[Dataset entries]
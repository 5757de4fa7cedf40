//! Non-fatal diagnostics.
//!
//! Positive driver statuses and task-lifetime problems are reported as
//! [`Warning`]s. Each warning is logged through `tracing` and then handed to
//! the process-wide handler, if one is installed, so applications can
//! collect or escalate them.

use std::fmt;
use std::sync::Arc;

use parking_lot::RwLock;
use tracing::warn;

/// Positive status returned by the driver.
#[derive(Debug, Clone, PartialEq, Eq)]
pub struct DaqWarning {
    /// Vendor status code (always positive).
    pub code: i32,
    /// Driver-provided description.
    pub message: String,
}

/// A task was used or destroyed in a way that risks leaking driver resources.
#[derive(Debug, Clone, PartialEq, Eq)]
pub struct DaqResourceWarning {
    /// Name of the affected task.
    pub task_name: String,
    /// What happened.
    pub message: String,
}

/// Any warning surfaced by the binding.
#[derive(Debug, Clone, PartialEq, Eq)]
pub enum Warning {
    /// Positive driver status.
    Driver(DaqWarning),
    /// Task lifetime warning.
    Resource(DaqResourceWarning),
}

impl fmt::Display for Warning {
    fn fmt(&self, f: &mut fmt::Formatter<'_>) -> fmt::Result {
        match self {
            Warning::Driver(w) => write!(f, "{}\n\nStatus Code: {}", w.message, w.code),
            Warning::Resource(w) => write!(f, "{} (task '{}')", w.message, w.task_name),
        }
    }
}

/// Callback receiving every warning emitted in this process.
pub type WarningHandler = Arc<dyn Fn(&Warning) + Send + Sync>;

static HANDLER: RwLock<Option<WarningHandler>> = parking_lot::const_rwlock(None);

/// Install a handler for all subsequent warnings, replacing any previous one.
pub fn set_warning_handler(handler: impl Fn(&Warning) + Send + Sync + 'static) {
    *HANDLER.write() = Some(Arc::new(handler));
}

/// Remove and return the installed handler.
pub fn take_warning_handler() -> Option<WarningHandler> {
    HANDLER.write().take()
}

pub(crate) fn emit(warning: Warning) {
    match &warning {
        Warning::Driver(w) => warn!(code = w.code, "DAQmx warning: {}", w.message),
        Warning::Resource(w) => warn!(task = %w.task_name, "{}", w.message),
    }
    // Clone out so a handler may itself install or remove handlers.
    let handler = HANDLER.read().clone();
    if let Some(handler) = handler {
        handler(&warning);
    }
}

pub(crate) fn driver_warning(code: i32, message: impl Into<String>) {
    emit(Warning::Driver(DaqWarning {
        code,
        message: message.into(),
    }));
}

pub(crate) fn resource_warning(task_name: &str, message: impl Into<String>) {
    emit(Warning::Resource(DaqResourceWarning {
        task_name: task_name.to_string(),
        message: message.into(),
    }));
}

#[cfg(test)]
mod tests {
    use super::*;
    use tracing_test::traced_test;

    #[test]
    fn test_warning_display() {
        let w = Warning::Driver(DaqWarning {
            code: 200015,
            message: "Values clipped".into(),
        });
        assert_eq!(w.to_string(), "Values clipped\n\nStatus Code: 200015");

        let r = Warning::Resource(DaqResourceWarning {
            task_name: "t".into(),
            message: "Task was not closed".into(),
        });
        assert_eq!(r.to_string(), "Task was not closed (task 't')");
    }

    #[traced_test]
    #[test]
    fn test_resource_warning_is_logged() {
        resource_warning("leaky", "Task was not explicitly closed.");
        assert!(logs_contain("Task was not explicitly closed."));
        assert!(logs_contain("leaky"));
    }
}
//! Channel-string utilities.
//!
//! The driver accepts and returns comma-separated channel lists with range
//! shorthand (`Dev1/ai0:3`). These helpers convert between that form and
//! explicit name lists.

/// Join names into the driver's comma-separated form.
///
/// Ranges are not compressed: `["Dev1/ai0", "Dev1/ai1"]` becomes
/// `Dev1/ai0, Dev1/ai1`, not `Dev1/ai0:1`. The driver accepts either form.
pub fn flatten_channel_string<S: AsRef<str>>(names: &[S]) -> String {
    names
        .iter()
        .map(|n| n.as_ref().trim())
        .filter(|n| !n.is_empty())
        .collect::<Vec<_>>()
        .join(", ")
}

/// Split a channel string into individual names, expanding ranges.
///
/// `Dev1/ai0:2` becomes `Dev1/ai0, Dev1/ai1, Dev1/ai2`; descending ranges
/// count down, and a zero-padded start (`ai00:02`) keeps its width. A range
/// whose two halves name different prefixes is returned unexpanded.
pub fn unflatten_channel_string(channels: &str) -> Vec<String> {
    let mut result = Vec::new();
    for token in channels.split(',').map(str::trim).filter(|t| !t.is_empty()) {
        match expand_range(token) {
            Some(expanded) => result.extend(expanded),
            None => result.push(token.to_string()),
        }
    }
    result
}

fn split_trailing_number(s: &str) -> Option<(&str, &str)> {
    let digits = s.bytes().rev().take_while(u8::is_ascii_digit).count();
    if digits == 0 {
        return None;
    }
    Some(s.split_at(s.len() - digits))
}

fn expand_range(token: &str) -> Option<Vec<String>> {
    let (left, right) = token.split_once(':')?;
    let (prefix, start_digits) = split_trailing_number(left)?;
    let (right_prefix, end_digits) = split_trailing_number(right)?;

    // The right half may repeat all or the tail of the prefix: ai0:ai3, Dev1/ai0:Dev1/ai3.
    if !right_prefix.is_empty() && !prefix.ends_with(right_prefix) {
        return None;
    }

    let start: u64 = start_digits.parse().ok()?;
    let end: u64 = end_digits.parse().ok()?;
    let width = if start_digits.len() > 1 && start_digits.starts_with('0') {
        start_digits.len()
    } else {
        0
    };

    let format = |n: u64| format!("{prefix}{n:0width$}");
    let names = if start <= end {
        (start..=end).map(format).collect()
    } else {
        (end..=start).rev().map(format).collect()
    };
    Some(names)
}

/// Device part of a physical channel or terminal (`/Dev1/PFI0` → `Dev1`).
pub fn device_name(physical: &str) -> &str {
    let trimmed = physical.trim().trim_start_matches('/');
    trimmed.split('/').next().unwrap_or(trimmed)
}

#[cfg(test)]
mod tests {
    use super::*;

    #[test]
    fn test_flatten() {
        assert_eq!(flatten_channel_string(&["Dev1/ai0", " Dev1/ai1 "]), "Dev1/ai0, Dev1/ai1");
        assert_eq!(flatten_channel_string::<&str>(&[]), "");
    }

    #[test]
    fn test_flatten_keeps_expanded_names() {
        let names = unflatten_channel_string("Dev1/ai0:2");
        let flat = flatten_channel_string(&names);
        assert_eq!(flat, "Dev1/ai0, Dev1/ai1, Dev1/ai2");
        assert_eq!(unflatten_channel_string(&flat), names);
    }

    #[test]
    fn test_unflatten_ranges() {
        assert_eq!(
            unflatten_channel_string("Dev1/ai0:2, Dev2/ao1"),
            ["Dev1/ai0", "Dev1/ai1", "Dev1/ai2", "Dev2/ao1"]
        );
        assert_eq!(
            unflatten_channel_string("Dev1/port0/line7:5"),
            ["Dev1/port0/line7", "Dev1/port0/line6", "Dev1/port0/line5"]
        );
    }

    #[test]
    fn test_unflatten_repeated_prefix_and_padding() {
        assert_eq!(unflatten_channel_string("Dev1/ai0:Dev1/ai1"), ["Dev1/ai0", "Dev1/ai1"]);
        assert_eq!(unflatten_channel_string("volts08:10"), ["volts08", "volts09", "volts10"]);
    }

    #[test]
    fn test_unflatten_leaves_unparseable_tokens() {
        assert_eq!(unflatten_channel_string("Dev1/ai0:Dev2/ao1"), ["Dev1/ai0:Dev2/ao1"]);
        assert_eq!(unflatten_channel_string("/Dev1/PFI0"), ["/Dev1/PFI0"]);
        assert!(unflatten_channel_string(" , ").is_empty());
    }

    #[test]
    fn test_device_name() {
        assert_eq!(device_name("/Dev1/PFI3"), "Dev1");
        assert_eq!(device_name("Dev2/port0/line1"), "Dev2");
    }
}
//! Driver selection from TOML.
//!
//! ```toml
//! kind = "simulated"
//!
//! [[devices]]
//! name = "SimDev1"
//! ai_channels = 4
//! ```
//!
//! A `remote` configuration carries session options only; the transport is
//! supplied in code through [`DriverConfig::connect_remote`].

use std::path::Path;
use std::sync::Arc;

use serde::{Deserialize, Serialize};
use tracing::{debug, info};

use crate::driver::remote::{GrpcOptions, RemoteDriver, SessionTransport};
use crate::driver::simulated::{SimDevice, SimulatedDriver};
use crate::driver::Driver;
use crate::error::{error_codes, DaqError, ErrorKind, Result};

/// Simulated device entry of a configuration file.
pub type SimulatedDeviceConfig = SimDevice;

/// Error types for config loading.
#[derive(Debug, thiserror::Error)]
pub enum ConfigLoadError {
    #[error("Config file not found: {0}")]
    NotFound(String),

    #[error("Failed to read config file: {0}")]
    ReadError(String),

    #[error("Failed to parse config: {0}")]
    ParseError(String),

    #[error("Config validation failed: {0}")]
    ValidationError(String),
}

/// Which adapter the binding talks to.
#[derive(Debug, Clone, PartialEq, Eq, Serialize, Deserialize)]
#[serde(tag = "kind", rename_all = "snake_case")]
pub enum DriverConfig {
    /// The vendor library in this process.
    Library,
    /// In-memory devices.
    Simulated {
        /// Devices to simulate; defaults to `SimDev1`.
        #[serde(default = "default_devices")]
        devices: Vec<SimulatedDeviceConfig>,
    },
    /// A session server.
    Remote {
        /// Session options for every task.
        #[serde(flatten)]
        options: GrpcOptions,
    },
}

fn default_devices() -> Vec<SimulatedDeviceConfig> {
    vec![SimDevice::new("SimDev1")]
}

impl Default for DriverConfig {
    fn default() -> Self {
        Self::Simulated {
            devices: default_devices(),
        }
    }
}

impl DriverConfig {
    /// Parse a configuration from TOML text.
    pub fn from_toml_str(text: &str) -> std::result::Result<Self, ConfigLoadError> {
        let config: Self = toml::from_str(text).map_err(|e| ConfigLoadError::ParseError(e.to_string()))?;
        config.validate()?;
        Ok(config)
    }

    /// Load a configuration file.
    pub fn from_toml_file(path: &Path) -> std::result::Result<Self, ConfigLoadError> {
        if !path.exists() {
            return Err(ConfigLoadError::NotFound(path.display().to_string()));
        }
        debug!("Loading driver config from: {}", path.display());
        let text = std::fs::read_to_string(path).map_err(|e| ConfigLoadError::ReadError(format!("{}: {e}", path.display())))?;
        let config = Self::from_toml_str(&text)?;
        info!(kind = config.kind(), "Loaded driver config from {}", path.display());
        Ok(config)
    }

    /// The `kind` tag.
    pub fn kind(&self) -> &'static str {
        match self {
            Self::Library => "library",
            Self::Simulated { .. } => "simulated",
            Self::Remote { .. } => "remote",
        }
    }

    fn validate(&self) -> std::result::Result<(), ConfigLoadError> {
        let Self::Simulated { devices } = self else {
            return Ok(());
        };
        if devices.is_empty() {
            return Err(ConfigLoadError::ValidationError("a simulated driver needs at least one device".into()));
        }
        let mut names: Vec<String> = devices.iter().map(|d| d.name.to_ascii_lowercase()).collect();
        if names.iter().any(|n| n.is_empty() || n.contains('/')) {
            return Err(ConfigLoadError::ValidationError("device names must be non-empty and contain no '/'".into()));
        }
        names.sort();
        names.dedup();
        if names.len() != devices.len() {
            return Err(ConfigLoadError::ValidationError("device names must be unique".into()));
        }
        Ok(())
    }

    /// Build the configured adapter.
    ///
    /// A remote configuration needs a transport; use [`Self::connect_remote`].
    pub fn connect(&self) -> Result<Arc<dyn Driver>> {
        match self {
            Self::Library => library_driver(),
            Self::Simulated { devices } => Ok(Arc::new(SimulatedDriver::new(devices.clone()))),
            Self::Remote { .. } => Err(DaqError::new(
                ErrorKind::NotSupported,
                error_codes::UNKNOWN,
                "A remote driver configuration needs a session transport; use connect_remote.",
            )),
        }
    }

    /// Build a remote adapter over `transport`, or the configured adapter for
    /// non-remote kinds.
    pub fn connect_remote(&self, transport: Arc<dyn SessionTransport>) -> Result<Arc<dyn Driver>> {
        match self {
            Self::Remote { options } => Ok(Arc::new(RemoteDriver::new(transport, options.clone()))),
            _ => self.connect(),
        }
    }
}

#[cfg(feature = "hardware")]
fn library_driver() -> Result<Arc<dyn Driver>> {
    Ok(Arc::new(crate::driver::LibraryDriver::new()))
}

#[cfg(not(feature = "hardware"))]
fn library_driver() -> Result<Arc<dyn Driver>> {
    Err(DaqError::new(
        ErrorKind::NotFound,
        error_codes::UNKNOWN,
        "The NI-DAQmx library adapter was not compiled in; enable the `hardware` feature.",
    ))
}

#[cfg(test)]
mod tests {
    use super::*;
    use crate::driver::remote::SessionInitializationBehavior;

    #[test]
    fn test_simulated_devices_use_defaults() {
        let config = DriverConfig::from_toml_str(
            r#"
            kind = "simulated"

            [[devices]]
            name = "Bench"
            ai_channels = 2
            "#,
        )
        .unwrap();
        let DriverConfig::Simulated { devices } = config else {
            panic!("expected a simulated config");
        };
        assert_eq!(devices[0].name, "Bench");
        assert_eq!(devices[0].ai_channels, 2);
        assert_eq!(devices[0].counters, 4);
    }

    #[test]
    fn test_remote_options_are_flattened() {
        let config = DriverConfig::from_toml_str(
            r#"
            kind = "remote"
            session_name = "ai_task"
            initialization_behavior = "attach_to_server_session"
            "#,
        )
        .unwrap();
        assert_eq!(
            config,
            DriverConfig::Remote {
                options: GrpcOptions {
                    session_name: "ai_task".into(),
                    initialization_behavior: SessionInitializationBehavior::AttachToServerSession,
                },
            }
        );
        assert!(config.connect().is_err());
    }

    #[test]
    fn test_duplicate_device_names_rejected() {
        let err = DriverConfig::from_toml_str(
            r#"
            kind = "simulated"
            [[devices]]
            name = "Dev1"
            [[devices]]
            name = "dev1"
            "#,
        )
        .unwrap_err();
        assert!(matches!(err, ConfigLoadError::ValidationError(_)));
    }

    #[test]
    fn test_config_file_round_trip() {
        let dir = tempfile::tempdir().unwrap();
        let path = dir.path().join("driver.toml");
        std::fs::write(&path, "kind = \"simulated\"\n").unwrap();
        let config = DriverConfig::from_toml_file(&path).unwrap();
        assert_eq!(config, DriverConfig::default());
        assert!(config.connect().is_ok());

        let missing = DriverConfig::from_toml_file(&dir.path().join("absent.toml")).unwrap_err();
        assert!(matches!(missing, ConfigLoadError::NotFound(_)));
    }
}
//! Task lifetime: handle ownership, close semantics, resource warnings and
//! event registration pairing.

use std::sync::{Arc, Mutex};
use std::thread;
use std::time::{Duration, Instant};

use daqmx::{
    error_codes, set_warning_handler, take_warning_handler, AcquisitionType, Driver, Edge, ErrorKind, EventKind, EveryNSamplesEventType,
    NumSamples, SimulatedDriver, Task, Warning, DEFAULT_TIMEOUT,
};

fn sim() -> Arc<SimulatedDriver> {
    Arc::new(SimulatedDriver::default())
}

fn finite_ai(driver: Arc<SimulatedDriver>, name: &str, samples: u64) -> Task {
    let task = Task::new(driver, name).unwrap();
    task.ai_channels().add_ai_voltage_chan("SimDev1/ai0").unwrap();
    task.timing()
        .cfg_samp_clk_timing(10_000.0, "", Edge::Rising, AcquisitionType::Finite, samples)
        .unwrap();
    task
}

#[test]
fn test_close_and_drop_clear_exactly_once() {
    let driver = sim();
    let task = finite_ai(driver.clone(), "closed_twice", 10);
    task.close().unwrap();
    task.close().unwrap();
    drop(task);
    assert_eq!(driver.calls_to("DAQmxClearTask"), 1);
    assert_eq!(driver.live_tasks(), 0);
}

#[test]
fn test_closed_task_never_reaches_driver() {
    let driver = sim();
    let task = finite_ai(driver.clone(), "after_close", 10);
    let (_sink, _events) = task.done_events(4).unwrap();
    task.close().unwrap();
    driver.clear_calls();

    assert_eq!(task.start().unwrap_err().kind(), ErrorKind::InvalidHandle);
    assert_eq!(task.stop().unwrap_err().kind(), ErrorKind::InvalidHandle);
    assert_eq!(task.read(NumSamples::Unset, 1.0).unwrap_err().kind(), ErrorKind::InvalidHandle);
    assert_eq!(task.write(1.0, None, 1.0).unwrap_err().kind(), ErrorKind::InvalidHandle);
    assert_eq!(task.in_stream().avail_samp_per_chan().unwrap_err().kind(), ErrorKind::InvalidHandle);
    assert_eq!(
        task.register_done_event(None).unwrap_err().kind(),
        ErrorKind::InvalidHandle
    );
    assert!(task.handle().is_err());
    assert!(task.is_closed());
    assert!(driver.calls().is_empty());
    assert!(!task.is_event_registered(EventKind::Done));
}

#[test]
fn test_misuse_raises_resource_warnings() {
    let seen: Arc<Mutex<Vec<Warning>>> = Arc::default();
    let sink = seen.clone();
    set_warning_handler(move |warning| {
        if let Warning::Resource(w) = warning {
            if w.task_name.starts_with("warned_") {
                sink.lock().unwrap().push(warning.clone());
            }
        }
    });

    let driver = sim();
    let closed = Task::new(driver.clone(), "warned_close").unwrap();
    closed.close().unwrap();
    closed.close().unwrap();
    {
        let _leaked = Task::new(driver.clone(), "warned_drop").unwrap();
    }
    take_warning_handler();

    let seen = seen.lock().unwrap();
    let names: Vec<&str> = seen
        .iter()
        .filter_map(|w| match w {
            Warning::Resource(w) => Some(w.task_name.as_str()),
            Warning::Driver(_) => None,
        })
        .collect();
    assert_eq!(names, ["warned_close", "warned_drop"]);
    assert!(seen[0].to_string().contains("already closed"));
    // The dropped task was still cleared.
    assert_eq!(driver.live_tasks(), 0);
}

#[test]
fn test_event_registration_pairs_with_unregistration() {
    let driver = sim();
    let task = finite_ai(driver.clone(), "events", 100);

    task.register_done_event(Some(Box::new(|_| {}))).unwrap();
    assert!(task.is_event_registered(EventKind::Done));
    let err = task.register_done_event(Some(Box::new(|_| {}))).unwrap_err();
    assert_eq!(err.kind(), ErrorKind::AlreadyRegistered);

    task.register_done_event(None).unwrap();
    assert!(!task.is_event_registered(EventKind::Done));
    // Unregistering with nothing registered is a no-op.
    task.register_done_event(None).unwrap();
    task.register_done_event(Some(Box::new(|_| {}))).unwrap();

    task.register_every_n_samples_acquired_into_buffer_event(10, Some(Box::new(|_| {})))
        .unwrap();
    assert!(task.is_event_registered(EventKind::EveryNSamplesAcquiredIntoBuffer));
    assert!(!task.is_event_registered(EventKind::EveryNSamplesTransferredFromBuffer));

    task.close().unwrap();
    assert!(!task.is_event_registered(EventKind::Done));
    assert!(!task.is_event_registered(EventKind::EveryNSamplesAcquiredIntoBuffer));
}

#[test]
fn test_failed_clear_still_releases_events() {
    let driver = sim();
    let task = finite_ai(driver.clone(), "clear_fails", 100);
    task.register_done_event(Some(Box::new(|_| {}))).unwrap();
    driver.clear_task(task.handle().unwrap()).unwrap();

    let err = task.close().unwrap_err();
    assert_eq!(err.code(), error_codes::INVALID_TASK);
    assert_eq!(err.task_name(), Some("clear_fails"));
    assert!(task.is_closed());
    assert!(!task.is_event_registered(EventKind::Done));
}

#[test]
fn test_close_from_another_thread_ends_waiting_read() {
    let task = Arc::new(Task::new(sim(), "close_during_read").unwrap());
    task.ai_channels().add_ai_voltage_chan("SimDev1/ai0").unwrap();
    task.timing()
        .cfg_samp_clk_timing(10.0, "", Edge::Rising, AcquisitionType::Finite, 1000)
        .unwrap();
    task.start().unwrap();

    let reader = {
        let task = task.clone();
        thread::spawn(move || {
            let started = Instant::now();
            (task.read(1000u32, 30.0), started.elapsed())
        })
    };
    thread::sleep(Duration::from_millis(100));
    task.close().unwrap();

    let (result, elapsed) = reader.join().unwrap();
    let err = result.unwrap_err();
    assert_eq!(err.kind(), ErrorKind::Read);
    assert_eq!(err.code(), error_codes::INVALID_TASK);
    assert!(elapsed < Duration::from_secs(5), "read waited {elapsed:?}");
}

#[tokio::test]
async fn test_done_event_reaches_async_receiver() {
    let task = finite_ai(sim(), "done_async", 200);
    let (sink, mut done) = task.done_events(4).unwrap();
    let (_, mut every_n) = task
        .every_n_samples_events(EveryNSamplesEventType::AcquiredIntoBuffer, 50, 16)
        .unwrap();
    task.start().unwrap();

    let event = tokio::time::timeout(Duration::from_secs(5), done.recv())
        .await
        .unwrap()
        .unwrap();
    assert_eq!(event.status, 0);
    assert_eq!(event.task, task.handle().unwrap());

    let first = every_n.recv().await.unwrap();
    assert_eq!(first.samples, 50);
    assert_eq!(sink.dropped(), 0);

    task.wait_until_done(DEFAULT_TIMEOUT).unwrap();
    task.close().unwrap();
}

● **EXERCISE PROMPT**:
Check the data for the word "GrpcOptions" and pull out the lines that have it.

● **OUTPUT OF THE TASK**:
use crate::driver::remote::{GrpcOptions, RemoteDriver, SessionTransport};
        options: GrpcOptions,
                options: GrpcOptions {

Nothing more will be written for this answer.